# Problem statement:
Find the word "enum" in the records and copy every line where it occurs.
——
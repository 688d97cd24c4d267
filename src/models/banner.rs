use super::format::{AspectRatio, BannerFormat};
use serde::{Deserialize, Serialize};

/// One call to the image capability. Built per round, never stored.
#[derive(Debug, Clone, PartialEq, Eq)]
pub struct GenerationRequest {
    pub prompt: String,
    pub aspect_ratio: AspectRatio,
}

#[derive(Debug, Clone, PartialEq, Eq, Serialize, Deserialize)]
pub struct Banner {
    pub image_url: String,
    pub aspect_ratio: AspectRatio,
    pub name: String,
}

impl Banner {
    pub fn from_format(format: &BannerFormat, image_url: String) -> Self {
        Self {
            image_url,
            aspect_ratio: format.aspect_ratio,
            name: format.name.to_string(),
        }
    }
}

#[derive(Debug, Clone, PartialEq, Eq)]
pub enum GenerationOutcome {
    Success(Banner),
    Failure { format: String, reason: String },
}
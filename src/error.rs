use thiserror::Error;

#[derive(Debug, Error)]
pub enum BannerError {
    #[error("Configuration error: {0}")]
    ConfigError(String),
    #[error("Request error: {0}")]
    RequestError(String),
    #[error("Response error: {0}")]
    ResponseError(String),
    #[error("Serialization error: {0}")]
    SerializationError(String),
    #[error("HTTP error: {0}")]
    HttpError(String),
    #[error("AWS error: {0}")]
    AwsError(String),
    #[error("Dispatch error: {0}")]
    DispatchError(String),
    #[error("I/O error: {0}")]
    IoError(#[from] std::io::Error),
}

impl From<reqwest::Error> for BannerError {
    fn from(err: reqwest::Error) -> Self {
        BannerError::HttpError(err.to_string())
    }
}

impl From<serde_json::Error> for BannerError {
    fn from(err: serde_json::Error) -> Self {
        BannerError::SerializationError(err.to_string())
    }
}

pub type Result<T> = std::result::Result<T, BannerError>;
——
# Task solution:
pub enum GenerationOutcome {
pub enum BannerError {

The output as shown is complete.